When I try to use levelplot like this,
> levelplot(data$Z ~ rbind(data$X, data$X) * rbind(data$Y, data$Y),
xlim=c(0.5, 32.5), ylim=c(0.5, 32.5))
the plot has the colored patches clustered in a (for me) confusing way. Output from levelplot
What I would like to achieve is that I have one colored patch per 1-by-1 index pair corresponding to my data. Absent grid points can be left white.
I tried to understand the R documentation but have given up.

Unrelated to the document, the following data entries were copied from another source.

//! Content-addressed ingestion cache.
//!
//! [`IngestionCache::resolve`] maps a submission to a stored
//! [`ArtifactRecord`], parsing only on a genuine miss:
//!
//! ```text
//!   bytes ──size check──▶ content digest ─┐
//!   model id ──memoized digest───────────┴─▶ CacheKey ──▶ store lookup
//!                                                            │
//!        live ◀─────────────────────────────────────────────┤
//!        (was_cached = true)                                 │ missing / stale
//!                                                            ▼
//!                                               parse ──▶ insert / supersede
//!                                                            │
//!                                 Conflict ──▶ re-read winner (was_cached = true)
//! ```
//!
//! A winner deleted before the re-read gets one more write attempt.
//!
//! No application lock is held anywhere. Concurrent submissions of the same
//! content all parse, and the store's uniqueness constraint picks the one
//! that gets persisted; the others return the winner as a cache hit.

use std::collections::HashMap;
use std::future::Future;
use std::path::Path;
use std::sync::{Arc, RwLock};

use chrono::{DateTime, Duration, Utc};
use tracing::{debug, info, warn};

use refinery_core::hash::{digest_reader, model_identifier_digest, ContentHasher, Sha256Hasher};
use refinery_core::models::{ArtifactRecord, CacheKey, ModelDigest, NewArtifact};
use refinery_core::store::ArtifactStore;
use refinery_core::{Error, Result};

use crate::clock::{Clock, SystemClock};
use crate::config::CacheConfig;

/// Outcome of [`IngestionCache::resolve`].
#[derive(Debug, Clone)]
pub struct Resolution {
    pub record: ArtifactRecord,
    /// `true` when an existing live record answered the submission.
    pub was_cached: bool,
}

/// Memoized model identity digests.
///
/// A model identifier that names an existing file is hashed by the file's
/// bytes (so replacing the model file invalidates cached artifacts);
/// anything else is hashed as a string. Each identifier is hashed once per
/// process.
#[derive(Default)]
pub struct ModelDigestCache {
    memo: RwLock<HashMap<String, ModelDigest>>,
}

impl ModelDigestCache {
    pub fn new() -> Self {
        Self::default()
    }

    /// Memoized digest, if this identifier has been hashed before.
    pub fn cached(&self, identifier: &str) -> Option<ModelDigest> {
        self.memo.read().ok()?.get(identifier).cloned()
    }

    /// Digest for `identifier`, computing and memoizing it on first use.
    ///
    /// May read a model file from disk; call from a blocking context.
    pub fn digest(&self, identifier: &str) -> Result<ModelDigest> {
        if let Some(d) = self.cached(identifier) {
            return Ok(d);
        }

        let path = Path::new(identifier);
        let digest = if path.is_file() {
            let file = std::fs::File::open(path).map_err(|e| {
                Error::ProviderUnavailable(format!("cannot open model file {}: {}", identifier, e))
            })?;
            let hex = digest_reader(std::io::BufReader::new(file)).map_err(|e| {
                Error::ProviderUnavailable(format!("cannot read model file {}: {}", identifier, e))
            })?;
            ModelDigest::from_hex(hex)
        } else {
            model_identifier_digest(identifier)
        };

        if let Ok(mut memo) = self.memo.write() {
            memo.entry(identifier.to_string())
                .or_insert_with(|| digest.clone());
        }
        Ok(digest)
    }
}

/// The dedup cache in front of an [`ArtifactStore`].
pub struct IngestionCache {
    store: Arc<dyn ArtifactStore>,
    hasher: Arc<dyn ContentHasher>,
    models: Arc<ModelDigestCache>,
    clock: Arc<dyn Clock>,
    window: Duration,
    max_bytes: usize,
}

impl IngestionCache {
    pub fn new(store: Arc<dyn ArtifactStore>, config: &CacheConfig) -> Self {
        Self {
            store,
            hasher: Arc::new(Sha256Hasher),
            models: Arc::new(ModelDigestCache::new()),
            clock: Arc::new(SystemClock),
            window: config.validity_window(),
            max_bytes: config.max_upload_bytes,
        }
    }

    pub fn with_clock(mut self, clock: Arc<dyn Clock>) -> Self {
        self.clock = clock;
        self
    }

    pub fn with_hasher(mut self, hasher: Arc<dyn ContentHasher>) -> Self {
        self.hasher = hasher;
        self
    }

    pub fn store(&self) -> &Arc<dyn ArtifactStore> {
        &self.store
    }

    pub fn max_bytes(&self) -> usize {
        self.max_bytes
    }

    /// Rejects payloads above the size limit. Never hashes.
    pub fn check_size(&self, size: usize) -> Result<()> {
        if size > self.max_bytes {
            return Err(Error::OversizePayload {
                size,
                limit: self.max_bytes,
            });
        }
        Ok(())
    }

    /// Digest of a model identifier, memoized.
    pub async fn model_digest(&self, identifier: &str) -> Result<ModelDigest> {
        if let Some(d) = self.models.cached(identifier) {
            return Ok(d);
        }
        let models = self.models.clone();
        let identifier = identifier.to_string();
        tokio::task::spawn_blocking(move || models.digest(&identifier))
            .await
            .map_err(|e| Error::Store(format!("model digest task failed: {}", e)))?
    }

    /// Return the live record for `(bytes, model_identifier)`, creating it
    /// with `parse` if there is none.
    ///
    /// `parse` runs only when no live record exists. It should report
    /// malformed content as [`Error::Parse`]; any error it returns is
    /// propagated and nothing is persisted.
    pub async fn resolve<F, Fut>(
        &self,
        bytes: &[u8],
        model_identifier: &str,
        parse: F,
    ) -> Result<Resolution>
    where
        F: FnOnce() -> Fut,
        Fut: Future<Output = Result<NewArtifact>>,
    {
        self.check_size(bytes.len())?;

        let content = self.hasher.content_digest(bytes);
        let model = self.model_digest(model_identifier).await?;
        let key = CacheKey::new(content, model);
        let now = whole_seconds(self.clock.now());

        let existing = self.store.find_by_key(&key).await?;
        if let Some(record) = existing.as_ref() {
            if record.is_live(now, self.window) {
                info!(key = %key, id = %record.id, "cache hit");
                return Ok(Resolution {
                    record: record.clone(),
                    was_cached: true,
                });
            }
            debug!(key = %key, id = %record.id, created_at = %record.created_at, "cached record is stale");
        }

        let artifact = parse().await?;
        let mut fresh = ArtifactRecord::create(&key, artifact, now);
        let refreshed = existing.is_some();
        let mut target = existing;

        // One retry covers a winner deleted between our conflict and re-read.
        for attempt in 0..2 {
            let written = match target.as_ref() {
                None => self.store.insert(&fresh).await,
                Some(stale) => {
                    fresh.id = stale.id.clone();
                    if fresh.display_name.is_none() {
                        fresh.display_name = stale.display_name.clone();
                    }
                    self.store.supersede(stale, &fresh).await
                }
            };

            match written {
                Ok(()) => {
                    info!(key = %key, id = %fresh.id, refreshed, "artifact stored");
                    return Ok(Resolution {
                        record: fresh,
                        was_cached: false,
                    });
                }
                Err(Error::Conflict(_)) => match self.store.find_by_key(&key).await? {
                    Some(winner) => {
                        debug!(key = %key, id = %winner.id, "concurrent write lost, returning winner");
                        return Ok(Resolution {
                            record: winner,
                            was_cached: true,
                        });
                    }
                    None => {
                        warn!(key = %key, attempt, "conflicting record vanished before re-read");
                        target = None;
                    }
                },
                Err(e) => return Err(e),
            }
        }

        Err(Error::NotFound(key.to_string()))
    }
}

/// The store keeps second resolution; trimming here keeps a freshly
/// created record equal to what a later lookup returns.
fn whole_seconds(t: DateTime<Utc>) -> DateTime<Utc> {
    DateTime::<Utc>::from_timestamp(t.timestamp(), 0).unwrap_or(t)
}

Further, I have tried a grid with dummy NA, and then tried filling out the relevant data points. Something like
> x <- seq(1, 32, length.out=32)
> y <- seq(1, 32, length.out=32)
> data <- expand.grid(X=x, Y=y)
> data$Z <- NA
> tmp <- res[selected_data, ]
> data[(data$X == tmp$X) & (data$Y == tmp$Y), 'Z'] <- tmp$Z
Error in `[<-.data.frame`(`*tmp*`, (data$X == tmp$Input_Channel) & (data$Y == :
replacement has 53 rows, data has 1024
Where res is the source of data points and selected_data is a vector of logicals used to select data from res. Anyway, this doesn't work.
Regardless, trying to make this latter approach work has been a wrong turn. I'd rather have a proper solution with levelplot rather than my failed work around.

I found a workable solution which I share to help others:
> dataX <- c(seq(1, 32), rep(1, 32), tmp$X)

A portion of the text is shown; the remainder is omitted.